Thursday, January 24, 2013

The seven deadly sins of DNA Barcoding (1)

Failure to test clear hypotheses


As promised I will have a closer look at a recent publication that listed deficiencies that they identified as common in DNA Barcoding research.Seven deadly sins were identified. I decided to give each 'sin' it's own blog post in which I will try to briefly comment on it. And now without further due the first sin.

According to the authors Collins and Cruickshank one of the gravest sins in many DNA Barcoding studies is the lack of clearly stated, objective hypotheses. I've heard similar criticism before especially in barcoding related research. Actually some of those concerns have already been raised when researchers began to sequence larger amounts of DNA such as in the Human Genome Project. Objectively the criticism has some merit. It is based on the classical hypothetical-deductive model which states that scientific inquiry progresses by formulating a hypothesis that could be falsified by a test on observable data. Scientific hypotheses are generally based on previous observations that cannot satisfactorily be explained with the available theories. Unfortunately many colleagues are not willing to accept that the massive accumulation of sequence information also qualifies as previous observation in this respect and some (not the authors of the paper at hand) dismiss DNA Barcoding studies and theses as endeavors without leading hypothesis and the authors as "stamp-collectors".

I strongly recommend that the assembly of DNA libraries should be considered a hypothesis generating exercise. Today we are in the fortunate situation that biological observation is not limited to visual perception and experiments alone. Genetic information is relatively easy to retrieve and enables us to ask questions because we have assembled large amounts of standardized data. As a consequence the barcode community has been approaching journals (PLoSONE, Molecular Ecology Resources) that are willing to publish articles that are called data release paper. Those are outlets for researchers that have assembled DNA Barcode libraries for their work and the community at large. In the classical hypothetical-deductive environment there would be no venue to present the data to the public let alone getting credit for it as the work was primarily a collection of data points which were generated to derive hypotheses from it. Data release paper usually come with only a limited number of analyses and are very descriptive. Nevertheless, this strategy has two main advantages. One being the fact that the data are much earlier released and available to the public through databases such as BOLD and Genbank (Sharing, sharing, sharing!). The other plus is that a researcher is credited for work that is not necessarily following age-old standards (it's all about incentives!).
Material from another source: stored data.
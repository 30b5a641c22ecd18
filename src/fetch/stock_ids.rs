//! Stock code to HKEXnews stock id mapping via the JSONP prefix search.
//!
//! The prefix search returns every security whose code starts with the query,
//! so one response usually covers several codes. Codes seen in any response
//! are not queried again.

use std::collections::{HashSet, VecDeque};
use std::path::{Path, PathBuf};
use std::sync::atomic::{AtomicUsize, Ordering};
use std::sync::Arc;

use serde::Deserialize;
use serde_json::Value;
use tokio::sync::Mutex;
use tokio::task::JoinSet;

use crate::models::Table;
use crate::sink::csv::write_table;

use super::client::SEARCH_REFERER;
use super::retry::RetryPolicy;
use super::{FetchError, HttpClient};

pub const PREFIX_API_URL: &str = "https://www1.hkexnews.hk/search/prefix.do";

pub const MAPPING_FILE: &str = "stock_mapping_filtered.csv";
pub const PARTIAL_MAPPING_FILE: &str = "stock_mapping_partial.csv";

pub const STOCK_ID_COLUMNS: &[&str] = &["stock_code", "stock_id", "name", "market"];

#[derive(Debug, Clone, PartialEq, Eq, Deserialize)]
struct PrefixResponse {
    #[serde(rename = "stockInfo", default)]
    stock_info: Vec<StockInfo>,
}

#[derive(Debug, Clone, PartialEq, Eq, Deserialize)]
pub struct StockInfo {
    #[serde(rename = "stockId")]
    pub stock_id: Value,
    pub code: Value,
    #[serde(default)]
    pub name: Option<String>,
}

impl StockInfo {
    /// Numeric stock code; the API sends it zero-padded as a string.
    pub fn code(&self) -> Option<u32> {
        match &self.code {
            Value::Number(n) => n.as_u64().and_then(|n| u32::try_from(n).ok()),
            Value::String(s) => s.trim().parse().ok(),
            _ => None,
        }
    }

    pub fn stock_id(&self) -> Option<String> {
        match &self.stock_id {
            Value::Number(n) => Some(n.to_string()),
            Value::String(s) if !s.trim().is_empty() => Some(s.trim().to_string()),
            _ => None,
        }
    }
}

/// One output row.
#[derive(Debug, Clone, PartialEq, Eq)]
pub struct StockIdRow {
    pub stock_code: u32,
    pub stock_id: String,
    pub name: Option<String>,
    pub market: &'static str,
}

/// Strip a `callback(...)` wrapper and parse the payload.
pub fn parse_jsonp(raw: &str) -> Option<Value> {
    let body = raw.trim().strip_prefix("callback(")?;
    let body = body
        .strip_suffix(");")
        .or_else(|| body.strip_suffix(')'))
        .unwrap_or(body);
    serde_json::from_str(body).ok()
}

/// Stock entries in a prefix search response. Malformed responses are empty.
pub fn parse_stock_info(raw: &str) -> Vec<StockInfo> {
    parse_jsonp(raw)
        .and_then(|v| serde_json::from_value::<PrefixResponse>(v).ok())
        .map(|r| r.stock_info)
        .unwrap_or_default()
}

pub fn classify_market(code: u32) -> &'static str {
    if (8000..=8999).contains(&code) {
        "GEM"
    } else {
        "SEHK"
    }
}

/// Shared state of one mapping run.
#[derive(Debug, Default)]
pub struct FetchContext {
    results: Mutex<Vec<StockIdRow>>,
    seen_codes: Mutex<HashSet<u32>>,
    seen_stock_ids: Mutex<HashSet<String>>,
}

impl FetchContext {
    pub fn new() -> Self {
        Self::default()
    }

    /// Mark `code` as queried. Returns false when it was already seen.
    pub async fn claim_code(&self, code: u32) -> bool {
        self.seen_codes.lock().await.insert(code)
    }

    /// Record a response: its codes become seen and unseen stock ids are
    /// appended. Returns the number of rows added.
    pub async fn record(&self, infos: &[StockInfo]) -> usize {
        {
            let mut codes = self.seen_codes.lock().await;
            codes.extend(infos.iter().filter_map(StockInfo::code));
        }

        let mut added = Vec::new();
        {
            let mut ids = self.seen_stock_ids.lock().await;
            for info in infos {
                let (Some(code), Some(stock_id)) = (info.code(), info.stock_id()) else {
                    continue;
                };
                if !ids.insert(stock_id.clone()) {
                    continue;
                }
                added.push(StockIdRow {
                    stock_code: code,
                    stock_id,
                    name: info.name.clone(),
                    market: classify_market(code),
                });
            }
        }

        let count = added.len();
        self.results.lock().await.extend(added);
        count
    }

    pub async fn rows(&self) -> Vec<StockIdRow> {
        self.results.lock().await.clone()
    }
}

pub fn rows_to_table(rows: &[StockIdRow]) -> Table {
    let mut table = Table::with_columns(STOCK_ID_COLUMNS);
    for row in rows {
        table.push_row(vec![
            Some(row.stock_code.to_string()),
            Some(row.stock_id.clone()),
            row.name.clone(),
            Some(row.market.to_string()),
        ]);
    }
    table
}

/// Read stock codes, one per line, dropping duplicates and unparseable lines.
pub fn read_codes(path: &Path) -> Result<Vec<u32>, FetchError> {
    if !path.exists() {
        return Err(FetchError::Sink(crate::sink::SinkError::InputMissing(path.to_path_buf())));
    }
    let text = std::fs::read_to_string(path)?;
    let mut seen = HashSet::new();
    let mut codes = Vec::new();
    for line in text.lines().map(str::trim).filter(|l| !l.is_empty()) {
        match line.parse::<u32>() {
            Ok(code) if seen.insert(code) => codes.push(code),
            Ok(_) => {}
            Err(_) => tracing::warn!("Skipping invalid stock code {:?}", line),
        }
    }
    Ok(codes)
}

async fn query_code(client: &HttpClient, policy: &RetryPolicy, code: u32) -> Result<Vec<StockInfo>, FetchError> {
    let name = code.to_string();
    let params = [
        ("callback", "callback"),
        ("lang", "EN"),
        ("type", "A"),
        ("name", name.as_str()),
        ("market", "SEHK"),
    ];
    let text = policy
        .run(&format!("stock id lookup {}", code), || async {
            let response = client.get_api(PREFIX_API_URL, &params).await?;
            if !response.is_success() {
                return Err(FetchError::Status {
                    url: PREFIX_API_URL.to_string(),
                    status: response.status.as_u16(),
                });
            }
            Ok(response.text().await?)
        })
        .await?;
    Ok(parse_stock_info(&text))
}

/// Where a mapping run ended up.
#[derive(Debug, Clone, PartialEq, Eq)]
pub struct StockIdOutcome {
    pub path: PathBuf,
    pub rows: usize,
    pub interrupted: bool,
    pub failed: usize,
}

/// Map `codes` to stock ids with `workers` concurrent lookups.
///
/// Results go to `full_path` when the run completes. On Ctrl-C the workers
/// are stopped and whatever was collected goes to `partial_path`.
pub async fn fetch_stock_ids(
    client: &HttpClient,
    codes: Vec<u32>,
    workers: usize,
    full_path: &Path,
    partial_path: &Path,
) -> Result<StockIdOutcome, FetchError> {
    let client = client.clone().with_referer(SEARCH_REFERER);
    let context = Arc::new(FetchContext::new());
    let total = codes.len();
    let queue = Arc::new(Mutex::new(VecDeque::from(codes)));
    let completed = Arc::new(AtomicUsize::new(0));
    let failed = Arc::new(AtomicUsize::new(0));

    tracing::info!("Looking up stock ids for {} codes", total);

    let mut set = JoinSet::new();
    for _ in 0..workers.max(1) {
        let client = client.clone();
        let context = context.clone();
        let queue = queue.clone();
        let completed = completed.clone();
        let failed = failed.clone();

        set.spawn(async move {
            let policy = RetryPolicy::default();
            loop {
                let Some(code) = queue.lock().await.pop_front() else {
                    break;
                };

                if context.claim_code(code).await {
                    match query_code(&client, &policy, code).await {
                        Ok(infos) => {
                            context.record(&infos).await;
                        }
                        Err(e) => {
                            tracing::warn!("Lookup failed for code {}: {}", code, e);
                            failed.fetch_add(1, Ordering::Relaxed);
                        }
                    }
                } else {
                    tracing::debug!("Skipping lookup for {}", code);
                }

                let done = completed.fetch_add(1, Ordering::Relaxed) + 1;
                if done % 100 == 0 || done == total {
                    tracing::info!("Progress: {}/{}", done, total);
                }
            }
        });
    }

    let interrupted = tokio::select! {
        _ = async { while set.join_next().await.is_some() {} } => false,
        _ = tokio::signal::ctrl_c() => true,
    };
    if interrupted {
        tracing::warn!("Interrupted, saving partial results");
        set.abort_all();
    }

    let rows = context.rows().await;
    let path = if interrupted { partial_path } else { full_path };
    write_table(path, &rows_to_table(&rows))?;

    Ok(StockIdOutcome {
        path: path.to_path_buf(),
        rows: rows.len(),
        interrupted,
        failed: failed.load(Ordering::Relaxed),
    })
}

#[cfg(test)]
mod tests {
    use super::*;

    const RESPONSE: &str = r#"callback({"more":"0","stockInfo":[
        {"stockId":7609,"code":"00700","name":"TENCENT"},
        {"stockId":"1000123","code":"07000","name":"SOME ETF"},
        {"stockId":7609,"code":"00700","name":"TENCENT DUP"}
    ]});"#;

    #[test]
    fn test_parse_jsonp() {
        assert!(parse_jsonp("callback({\"a\":1})").is_some());
        assert!(parse_jsonp("callback({\"a\":1});").is_some());
        assert!(parse_jsonp("{\"a\":1}").is_none());
        assert!(parse_jsonp("callback(<html>)").is_none());
    }

    #[test]
    fn test_parse_stock_info() {
        let infos = parse_stock_info(RESPONSE);
        assert_eq!(infos.len(), 3);
        assert_eq!(infos[0].code(), Some(700));
        assert_eq!(infos[0].stock_id(), Some("7609".to_string()));
        assert_eq!(infos[1].stock_id(), Some("1000123".to_string()));
        assert!(parse_stock_info("callback(null)").is_empty());
    }

    #[test]
    fn test_classify_market() {
        assert_eq!(classify_market(8001), "GEM");
        assert_eq!(classify_market(8999), "GEM");
        assert_eq!(classify_market(7999), "SEHK");
        assert_eq!(classify_market(9000), "SEHK");
    }

    #[tokio::test]
    async fn test_context_dedups_codes_and_ids() {
        let context = FetchContext::new();
        assert!(context.claim_code(700).await);
        assert!(!context.claim_code(700).await);

        let added = context.record(&parse_stock_info(RESPONSE)).await;
        assert_eq!(added, 2);
        // Codes returned by a response are not queried again.
        assert!(!context.claim_code(7000).await);

        let rows = context.rows().await;
        assert_eq!(rows[0].name.as_deref(), Some("TENCENT"));
        assert_eq!(rows[1].market, "SEHK");
    }

    #[test]
    fn test_read_codes_dedups_in_order() {
        let dir = tempfile::tempdir().unwrap();
        let path = dir.path().join("stock_code_list.txt");
        std::fs::write(&path, "700\n5\n\n700\nabc\n8001\n").unwrap();
        assert_eq!(read_codes(&path).unwrap(), vec![700, 5, 8001]);
    }
}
Collins and Cruickshank also state "If the data collected are intended to be used as an identification tool, then they should be tested as such. Conversely, if a study aims to test the suitability of DNA barcoding as a biodiversity assessment tool (species discovery), then hypotheses of species richness should be estimated independently of the taxonomic names, and then compared a posteriori." 

I believe the main criticism is that many DNA Barcoding studies do not explicitly test the identification success. Usually a more descriptive analysis is given that shows that there is sufficient variation between species and very low variation within them. The famous "barcode gap" is what authors present and not necessarily a statistical test based on simulations or by using independent data. We could start heated discussions if it needs such tests if a barcode gap is clearly present especially in sufficiently sampled groups and/or environments just because only a hypothetical-deductive study is a good study

As for the second part of the paragraph  I am a bit puzzled as this would also question the more traditional, morphology-based of species discovery. For me there is no big difference between discovering a new species based on DNA differences or morphological variations. In both cases it is essential to show that these differences are characteristic for the respective species, backed up by other characteristics, and different enough to actually qualify for species and not just result from a more pronounced population structure.
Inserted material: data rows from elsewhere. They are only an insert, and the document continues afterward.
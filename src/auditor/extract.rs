//! PDF text extraction with `pdftotext`.

use std::collections::HashSet;
use std::fs::{self, OpenOptions};
use std::io::Write;
use std::path::{Path, PathBuf};
use std::process::Command;

use super::{document_stem, pdf_list, ExtractionError};

/// Name of the cache listing text files already produced.
pub const EXTRACT_CACHE_FILE: &str = "extract_auditor_pdfs.cache";

/// Map a finished command to its stdout, or the matching error.
fn handle_cmd_output(
    result: std::io::Result<std::process::Output>,
    tool_name: &str,
    error_prefix: &str,
) -> Result<String, ExtractionError> {
    match result {
        Ok(output) => {
            if output.status.success() {
                Ok(String::from_utf8_lossy(&output.stdout).to_string())
            } else {
                let stderr = String::from_utf8_lossy(&output.stderr);
                Err(ExtractionError::ExtractionFailed(format!(
                    "{}: {}",
                    error_prefix,
                    stderr.trim()
                )))
            }
        }
        Err(e) if e.kind() == std::io::ErrorKind::NotFound => {
            Err(ExtractionError::ToolNotFound(tool_name.to_string()))
        }
        Err(e) => Err(ExtractionError::Io(e)),
    }
}

/// Extract the text layer of a PDF, keeping the physical layout.
pub fn pdf_to_text(pdf_path: &Path) -> Result<String, ExtractionError> {
    let output = Command::new("pdftotext")
        .arg("-layout")
        .arg(pdf_path)
        .arg("-")
        .output();
    handle_cmd_output(
        output,
        "pdftotext",
        &format!("pdftotext failed on {}", pdf_path.display()),
    )
}

/// Text file name for a stored PDF path.
pub fn text_file_name(pdf_path: &Path) -> String {
    format!("{}.txt", document_stem(pdf_path))
}

/// Entries of the extraction cache. A missing cache is empty.
pub fn read_cache(path: &Path) -> Result<HashSet<String>, ExtractionError> {
    if !path.exists() {
        return Ok(HashSet::new());
    }
    Ok(fs::read_to_string(path)?
        .lines()
        .map(str::trim)
        .filter(|l| !l.is_empty())
        .map(str::to_string)
        .collect())
}

fn append_cache(path: &Path, name: &str) -> Result<(), ExtractionError> {
    let mut file = OpenOptions::new().create(true).append(true).open(path)?;
    writeln!(file, "{}", name)?;
    Ok(())
}

#[derive(Debug, Clone, Copy, Default, PartialEq, Eq)]
pub struct ExtractSummary {
    pub total: usize,
    pub extracted: usize,
    pub skipped: usize,
    pub failed: usize,
}

/// Convert every PDF in `pdf_paths` not yet in the cache.
///
/// Relative PDF paths are resolved against `base_dir`. A missing `pdftotext`
/// aborts the run; any other per-file problem is counted and logged.
pub fn extract_files<F>(
    pdf_paths: &[PathBuf],
    base_dir: &Path,
    text_dir: &Path,
    cache_path: &Path,
    mut convert: F,
) -> Result<ExtractSummary, ExtractionError>
where
    F: FnMut(&Path) -> Result<String, ExtractionError>,
{
    fs::create_dir_all(text_dir)?;
    if let Some(parent) = cache_path.parent() {
        fs::create_dir_all(parent)?;
    }
    let processed = read_cache(cache_path)?;

    let mut summary = ExtractSummary {
        total: pdf_paths.len(),
        ..Default::default()
    };

    for (idx, stored) in pdf_paths.iter().enumerate() {
        let txt_name = text_file_name(stored);
        if processed.contains(&txt_name) {
            summary.skipped += 1;
            continue;
        }

        let pdf_path = if stored.is_absolute() || stored.exists() {
            stored.clone()
        } else {
            base_dir.join(stored)
        };
        if !pdf_path.exists() {
            tracing::warn!("[{}/{}] Missing PDF {}", idx + 1, summary.total, stored.display());
            summary.failed += 1;
            continue;
        }

        let text = match convert(&pdf_path) {
            Ok(text) => text,
            Err(e @ ExtractionError::ToolNotFound(_)) => return Err(e),
            Err(e) => {
                tracing::warn!("[{}/{}] {}", idx + 1, summary.total, e);
                summary.failed += 1;
                continue;
            }
        };

        if let Err(e) = fs::write(text_dir.join(&txt_name), text) {
            tracing::warn!("Failed to save {}: {}", txt_name, e);
            summary.failed += 1;
            continue;
        }
        append_cache(cache_path, &txt_name)?;
        summary.extracted += 1;

        if summary.extracted % 50 == 0 {
            tracing::info!(
                "Progress: {} extracted, {} skipped, {} failed [{}/{}]",
                summary.extracted,
                summary.skipped,
                summary.failed,
                idx + 1,
                summary.total
            );
        }
    }

    tracing::info!(
        "Extraction complete: {} extracted, {} skipped, {} failed",
        summary.extracted,
        summary.skipped,
        summary.failed
    );
    Ok(summary)
}

/// Extract the PDFs listed in the auditor report index with `pdftotext`.
pub fn extract_pdfs(
    db_path: &Path,
    stock_codes: &[String],
    base_dir: &Path,
    text_dir: &Path,
    cache_path: &Path,
) -> Result<ExtractSummary, ExtractionError> {
    let pdf_paths = pdf_list(db_path, stock_codes)?;
    if pdf_paths.is_empty() {
        tracing::warn!("No PDF paths found in the auditor report index");
    }
    extract_files(&pdf_paths, base_dir, text_dir, cache_path, pdf_to_text)
}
In summary I do understand where the criticism comes from and I do not necessarily agree with it in all points. Actually when it comes to the hypothetical-deductive model I would love to see some more flexibility also for the sake of many students that have to fight through a lot of skepticism when they decide to take on a DNA Barcoding project.

One thing for sure - I don't think the failure to test clear hypotheses is a deadly sin in the context of DNA Barcoding and the paper at hand. It is certainly not a grave one. 


  1. Glad the paper's generating some discussion!

    I certainly agree that not all studies need to be hypothetical-deductive, but it would be nice if this was clearly stated. Therefore, I think data release papers are great idea. Perhaps in hindsight, mentioning and explaining this type of publication may have been a beneficial addition to the 'seven sins' paper ...

  2. For those interested in publishing BARCODE data release papers and the process of science I recommend the following links:

    Consortium for the Barcode of Life guidelines for authors:

    Berkeley interactive flowchart on how science works:

    This latter link is highly interactive and shows the fullness of the scientific enterprise beyond (and encompassing) the linear hypothetic-deductive model. Notably, barcoding relates to all aspects of science, from "testing ideas" to "exploration and discovery", "community analysis and feedback" and "benefits and outcomes". As Collins and Cruickshank suggest, barcode papers would do well to more clearly articulate their objectives, particularly in light of this expanded view of the scientific process.

  3. Nice point, well made. I am often surprised at the resistance that appears regarding 'non-traditional' approaches. If only the resistance could be reserved for the 'irrational non-traditional' approaches that occur from time to time.